[Stored data]
•••

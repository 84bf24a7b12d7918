//! Tinder Match - matching and messaging service for the Tinder dating app
//!
//! Users register a profile, swipe on each other and may message once the
//! swipes are mutually positive. All state lives in an explicit [`Store`]
//! guarded by [`TinderService`]; the HTTP layer in [`routes`] is a thin
//! translation of requests into store operations.

pub mod config;
pub mod core;
pub mod models;
pub mod routes;
pub mod services;

// Re-export commonly used types
pub use crate::core::{MatchResolver, Store, SwipeLedger, TinderError, UserRegistry};
pub use crate::models::{GenderPreference, Identity, Message, NewUser, SwipeDecision, SwipeStatus, User};
pub use crate::services::{MatchCache, TinderService};
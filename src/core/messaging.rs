use crate::core::error::TinderError;
use crate::core::ledger::SwipeLedger;
use crate::core::matcher::MatchResolver;
use crate::models::{Identity, Message};

/// Append-only message log that only accepts mutual matches
#[derive(Debug, Default)]
pub struct MessagingGate {
    log: Vec<Message>,
}

impl MessagingGate {
    pub fn new() -> Self {
        Self::default()
    }

    /// Deliver `body` from `sender` to `recipient`
    ///
    /// Fails with `NotMutualMatch` unless the two are mutually matched at
    /// call time.
    pub fn send(
        &mut self,
        ledger: &SwipeLedger,
        sender: &Identity,
        recipient: &Identity,
        body: String,
    ) -> Result<&Message, TinderError> {
        if !MatchResolver::new(ledger).is_match(sender, recipient) {
            return Err(TinderError::NotMutualMatch);
        }

        let message = Message {
            id: uuid::Uuid::new_v4(),
            sender: sender.clone(),
            recipient: recipient.clone(),
            body,
            sent_at: chrono::Utc::now(),
        };

        tracing::info!(
            message_id = %message.id,
            sender = %message.sender,
            recipient = %message.recipient,
            "Message delivered"
        );

        self.log.push(message);
        Ok(&self.log[self.log.len() - 1])
    }

    /// Messages exchanged between `a` and `b` in either direction, oldest first
    pub fn conversation<'s>(
        &'s self,
        a: &'s Identity,
        b: &'s Identity,
    ) -> impl Iterator<Item = &'s Message> + 's {
        self.log.iter().filter(move |m| {
            (&m.sender == a && &m.recipient == b) || (&m.sender == b && &m.recipient == a)
        })
    }

    pub fn len(&self) -> usize {
        self.log.len()
    }

    pub fn is_empty(&self) -> bool {
        self.log.is_empty()
    }
}
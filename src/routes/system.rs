use actix_web::{web, HttpResponse, Responder};

use crate::models::{HealthResponse, OwnerResponse};
use crate::routes::AppState;

pub fn configure(cfg: &mut web::ServiceConfig) {
    cfg
        .route("/health", web::get().to(health_check))
        .route("/stats", web::get().to(stats))
        .route("/owner", web::get().to(owner));
}

/// Health check endpoint
async fn health_check() -> impl Responder {
    HttpResponse::Ok().json(HealthResponse {
        status: "healthy".to_string(),
        version: env!("CARGO_PKG_VERSION").to_string(),
        timestamp: chrono::Utc::now(),
    })
}

/// Store and cache counters
///
/// GET /api/v1/stats
async fn stats(state: web::Data<AppState>) -> impl Responder {
    HttpResponse::Ok().json(state.service.stats().await)
}

/// Identity that deployed this instance
///
/// GET /api/v1/owner
async fn owner(state: web::Data<AppState>) -> impl Responder {
    HttpResponse::Ok().json(OwnerResponse {
        owner: state.service.owner().clone(),
    })
}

•••

*Problem statement:*
The entries are to be repeated exactly, with nothing altered.

*Task response:*
repository 84bf24a7b12d7918
//! Tinder Match - matching and messaging service for the Tinder dating app
//!
//! Users register a profile, swipe on each other and may message once the
//! swipes are mutually positive. All state lives in an explicit [`Store`]
//! guarded by [`TinderService`]; the HTTP layer in [`routes`] is a thin
//! translation of requests into store operations.

pub mod config;
pub mod core;
pub mod models;
pub mod routes;
pub mod services;

// Re-export commonly used types
pub use crate::core::{MatchResolver, Store, SwipeLedger, TinderError, UserRegistry};
pub use crate::models::{GenderPreference, Identity, Message, NewUser, SwipeDecision, SwipeStatus, User};
pub use crate::services::{MatchCache, TinderService};
filename src/core/messaging.rs
use crate::core::error::TinderError;
use crate::core::ledger::SwipeLedger;
use crate::core::matcher::MatchResolver;
use crate::models::{Identity, Message};

/// Append-only message log that only accepts mutual matches
#[derive(Debug, Default)]
pub struct MessagingGate {
    log: Vec<Message>,
}

impl MessagingGate {
    pub fn new() -> Self {
        Self::default()
    }

    /// Deliver `body` from `sender` to `recipient`
    ///
    /// Fails with `NotMutualMatch` unless the two are mutually matched at
    /// call time.
    pub fn send(
        &mut self,
        ledger: &SwipeLedger,
        sender: &Identity,
        recipient: &Identity,
        body: String,
    ) -> Result<&Message, TinderError> {
        if !MatchResolver::new(ledger).is_match(sender, recipient) {
            return Err(TinderError::NotMutualMatch);
        }

        let message = Message {
            id: uuid::Uuid::new_v4(),
            sender: sender.clone(),
            recipient: recipient.clone(),
            body,
            sent_at: chrono::Utc::now(),
        };

        tracing::info!(
            message_id = %message.id,
            sender = %message.sender,
            recipient = %message.recipient,
            "Message delivered"
        );

        self.log.push(message);
        Ok(&self.log[self.log.len() - 1])
    }

    /// Messages exchanged between `a` and `b` in either direction, oldest first
    pub fn conversation<'s>(
        &'s self,
        a: &'s Identity,
        b: &'s Identity,
    ) -> impl Iterator<Item = &'s Message> + 's {
        self.log.iter().filter(move |m| {
            (&m.sender == a && &m.recipient == b) || (&m.sender == b && &m.recipient == a)
        })
    }

    pub fn len(&self) -> usize {
        self.log.len()
    }

    pub fn is_empty(&self) -> bool {
        self.log.is_empty()
    }
}
filename src/routes/system.rs
use actix_web::{web, HttpResponse, Responder};

use crate::models::{HealthResponse, OwnerResponse};
use crate::routes::AppState;

pub fn configure(cfg: &mut web::ServiceConfig) {
    cfg
        .route("/health", web::get().to(health_check))
        .route("/stats", web::get().to(stats))
        .route("/owner", web::get().to(owner));
}

/// Health check endpoint
async fn health_check() -> impl Responder {
    HttpResponse::Ok().json(HealthResponse {
        status: "healthy".to_string(),
        version: env!("CARGO_PKG_VERSION").to_string(),
        timestamp: chrono::Utc::now(),
    })
}

/// Store and cache counters
///
/// GET /api/v1/stats
async fn stats(state: web::Data<AppState>) -> impl Responder {
    HttpResponse::Ok().json(state.service.stats().await)
}

/// Identity that deployed this instance
///
/// GET /api/v1/owner
async fn owner(state: web::Data<AppState>) -> impl Responder {
    HttpResponse::Ok().json(OwnerResponse {
        owner: state.service.owner().clone(),
    })
}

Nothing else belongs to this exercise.